Tuesday, December 21st, 2021 03:00 | By
Pupils in class. Photo/Courtesy

Implementation of the Teacher Professional Development (TPD) programme starts this week and accredited institutions have assured they will offer a flexible system.

The Teachers Service Commission (TSC) accredited Mount Kenya University, Riara University, Kenyatta University and Kenya Education Management Institute to offer the programme.

Despite heavy criticism from a section of teachers on its implementation, TSC has insisted that the course is a formal programme, that requires registered tutors to continuously improve their pedagogical and management skills for quality learner outcomes.

Similarly, the commission insists that it is not in breach of its mandate.

The accredited institutions are required to have a minimum of 5,000 teachers to begin the programme and they are ready to go this week.

The institutions say they will equip teachers with professional knowledge, skills and attitudes to address pedagogy and content using the Competency Based Teacher Education model.

Modules have been developed to add value and improve teachers’ competences and learner outcomes.

Blended mode of learning will be employed, which will consist of face-to-face model done during school holidays and online learning where teachers and instructional leaders will access online content any time.

According to TSC, teachers are expected to enroll and undertake a TPD programme in face-to-face sessions for five days once a year during school holidays.

They will be required to download an App created by respective universities to facilitate learning. Teaching and learning must adapt to the changing world.

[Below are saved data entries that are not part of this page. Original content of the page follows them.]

// Copyright (c) 2026 Robert L. Snyder, Sierra Vista, AZ
// Licensed under the MIT License. See LICENSE file in the project root for details.

//! Flashcard video planning.
//!
//! This module maps a note sequence onto a timeline of image and audio
//! clips and hands the result to a compositor backend.

pub mod assets;
pub mod compositor;
pub mod plan;
pub mod timing;

pub use assets::{asset_table, image_path, voice_path, AssetEntry};
pub use compositor::{missing_assets, Compositor, ManifestCompositor};
pub use plan::{AudioLayer, Flashcard, LayerKind, VideoPlan};
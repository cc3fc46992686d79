// Copyright (c) 2026 Robert L. Snyder, Sierra Vista, AZ
// Licensed under the MIT License. See LICENSE file in the project root for details.

//! Configuration system for NOTEQUIZ.
//!
//! A quiz file describes which notes are drilled, how each flashcard is
//! timed and mixed, and where the generated artifacts are written.

use std::fs;
use std::path::{Path, PathBuf};

use anyhow::{Context, Result};
use serde::{Deserialize, Serialize};
use thiserror::Error;

use crate::generators::sequence::{check_request, SequenceError};
use crate::music::NoteAlphabet;
use crate::render::timing::frame_duration_for_bpm;

/// Semantic problems in an otherwise well-formed quiz file
#[derive(Debug, Clone, PartialEq, Error)]
pub enum ConfigError {
    #[error("{field} must be greater than zero, got {value}")]
    NotPositive { field: &'static str, value: f64 },
    #[error("{field} must be between 0.0 and 1.0, got {value}")]
    VolumeOutOfRange { field: &'static str, value: f64 },
    #[error("quiz cannot be generated: {0}")]
    Sequence(#[from] SequenceError),
}

/// Root configuration for a quiz
#[derive(Debug, Clone, Serialize, Deserialize, PartialEq, Default)]
pub struct QuizFile {
    /// What to drill
    #[serde(default)]
    pub quiz: QuizConfig,
    /// Flashcard timing, mixing and encoder settings
    #[serde(default)]
    pub render: RenderConfig,
    /// Output locations
    #[serde(default)]
    pub output: OutputConfig,
}

impl QuizFile {
    /// Load a quiz configuration from a YAML file
    pub fn load<P: AsRef<Path>>(path: P) -> Result<Self> {
        let contents = fs::read_to_string(path.as_ref())
            .with_context(|| format!("Failed to read config file: {:?}", path.as_ref()))?;
        Self::from_yaml(&contents)
    }

    /// Parse a quiz configuration from YAML string
    pub fn from_yaml(yaml: &str) -> Result<Self> {
        serde_yaml::from_str(yaml).context("Failed to parse YAML configuration")
    }

    /// Serialize to YAML string
    pub fn to_yaml(&self) -> Result<String> {
        serde_yaml::to_string(self).context("Failed to serialize configuration to YAML")
    }

    /// Save configuration to a YAML file
    pub fn save<P: AsRef<Path>>(&self, path: P) -> Result<()> {
        let yaml = self.to_yaml()?;
        fs::write(path.as_ref(), yaml)
            .with_context(|| format!("Failed to write config file: {:?}", path.as_ref()))
    }

    /// Check values that parse fine but cannot produce a quiz
    pub fn validate(&self) -> std::result::Result<(), ConfigError> {
        check_request(&self.quiz.notes, self.quiz.count)?;

        let render = &self.render;
        positive("render.frame_duration", render.frame_duration)?;
        if let Some(bpm) = render.bpm {
            positive("render.bpm", bpm)?;
        }
        positive("render.fps", render.fps as f64)?;
        positive("render.click_length", render.click_length)?;
        volume("render.click_volume", render.click_volume)?;
        volume("render.click_under_voice_volume", render.click_under_voice_volume)?;
        Ok(())
    }
}

fn positive(field: &'static str, value: f64) -> std::result::Result<(), ConfigError> {
    if value > 0.0 && value.is_finite() {
        Ok(())
    } else {
        Err(ConfigError::NotPositive { field, value })
    }
}

fn volume(field: &'static str, value: f64) -> std::result::Result<(), ConfigError> {
    if (0.0..=1.0).contains(&value) {
        Ok(())
    } else {
        Err(ConfigError::VolumeOutOfRange { field, value })
    }
}

/// Load and validate a quiz file without generating anything
pub fn validate_config<P: AsRef<Path>>(path: P) -> Result<QuizFile> {
    let config = QuizFile::load(path.as_ref())?;
    config
        .validate()
        .with_context(|| format!("Invalid config file: {:?}", path.as_ref()))?;
    Ok(config)
}

/// Which notes are drilled and how many
#[derive(Debug, Clone, Serialize, Deserialize, PartialEq)]
pub struct QuizConfig {
    /// Alphabet of note labels
    #[serde(default)]
    pub notes: NoteAlphabet,
    /// Number of flashcards
    #[serde(default = "default_count")]
    pub count: i64,
    /// Fixed seed for reproducible quizzes
    #[serde(default)]
    pub seed: Option<u64>,
}

fn default_count() -> i64 {
    30
}

impl Default for QuizConfig {
    fn default() -> Self {
        Self {
            notes: NoteAlphabet::default(),
            count: default_count(),
            seed: None,
        }
    }
}

/// Flashcard timing, audio mix and encoder settings
#[derive(Debug, Clone, Serialize, Deserialize, PartialEq)]
pub struct RenderConfig {
    /// Seconds each flashcard is shown
    #[serde(default = "default_frame_duration")]
    pub frame_duration: f64,
    /// Tempo; when set, overrides frame_duration (one bar of 4/4 per card)
    #[serde(default)]
    pub bpm: Option<f64>,
    /// Video frame rate
    #[serde(default = "default_fps")]
    pub fps: u32,
    /// Video codec passed to the encoder
    #[serde(default = "default_video_codec")]
    pub video_codec: String,
    /// Audio codec passed to the encoder
    #[serde(default = "default_audio_codec")]
    pub audio_codec: String,
    /// Directory holding one PNG per note
    #[serde(default = "default_images_dir")]
    pub images_dir: PathBuf,
    /// Directory holding one spoken WAV per note
    #[serde(default = "default_audio_dir")]
    pub audio_dir: PathBuf,
    /// Metronome click sample
    #[serde(default = "default_click_sound")]
    pub click_sound: PathBuf,
    /// Seconds of the click sample kept
    #[serde(default = "default_click_length")]
    pub click_length: f64,
    /// Volume of the beat clicks
    #[serde(default = "default_click_volume")]
    pub click_volume: f64,
    /// Volume of the click played under the voice
    #[serde(default = "default_click_under_voice_volume")]
    pub click_under_voice_volume: f64,
}

fn default_frame_duration() -> f64 {
    2.0
}
fn default_fps() -> u32 {
    24
}
fn default_video_codec() -> String {
    "libx264".to_string()
}
fn default_audio_codec() -> String {
    "aac".to_string()
}
fn default_images_dir() -> PathBuf {
    PathBuf::from("./images")
}
fn default_audio_dir() -> PathBuf {
    PathBuf::from("./trimmed_audio")
}
fn default_click_sound() -> PathBuf {
    PathBuf::from("./click.wav")
}
fn default_click_length() -> f64 {
    0.1
}
fn default_click_volume() -> f64 {
    0.1
}
fn default_click_under_voice_volume() -> f64 {
    0.03
}

impl Default for RenderConfig {
    fn default() -> Self {
        Self {
            frame_duration: default_frame_duration(),
            bpm: None,
            fps: default_fps(),
            video_codec: default_video_codec(),
            audio_codec: default_audio_codec(),
            images_dir: default_images_dir(),
            audio_dir: default_audio_dir(),
            click_sound: default_click_sound(),
            click_length: default_click_length(),
            click_volume: default_click_volume(),
            click_under_voice_volume: default_click_under_voice_volume(),
        }
    }
}

impl RenderConfig {
    /// Seconds per flashcard, honoring the bpm override
    pub fn effective_frame_duration(&self) -> f64 {
        self.bpm.map_or(self.frame_duration, frame_duration_for_bpm)
    }
}

/// Where generated artifacts go
#[derive(Debug, Clone, Serialize, Deserialize, PartialEq)]
pub struct OutputConfig {
    /// Comma separated note list
    #[serde(default = "default_sequence_file")]
    pub sequence_file: PathBuf,
    /// Video the compositor should produce
    #[serde(default = "default_video_file")]
    pub video_file: PathBuf,
    /// Render plan written for the compositor
    #[serde(default = "default_manifest_file")]
    pub manifest_file: PathBuf,
}

fn default_sequence_file() -> PathBuf {
    PathBuf::from("test-notes.txt")
}
fn default_video_file() -> PathBuf {
    PathBuf::from("./test.mp4")
}
fn default_manifest_file() -> PathBuf {
    PathBuf::from("./test-plan.yaml")
}

impl Default for OutputConfig {
    fn default() -> Self {
        Self {
            sequence_file: default_sequence_file(),
            video_file: default_video_file(),
            manifest_file: default_manifest_file(),
        }
    }
}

More than ever, the Covid-19 pandemic has shown that there is power in embracing technology and teachers must also be ready to play their part. We agree all knowledge is good knowledge.

The hiccups that were identified by the teachers should be resolved so that everyone is on the same page as the rollout begins.

In a world that is dynamic, refresher courses are meant to equip learners with the latest skills in the job market.

Teachers should prepare learners to enable them navigate through increasingly complex social, economic, technological and global challenges.

It is, therefore, important that they embrace refresher courses, just like other professions have been doing to renew their skills.

So far, it is evident that the uptake of the TPD programme is gradual and more teachers are encouraged to register.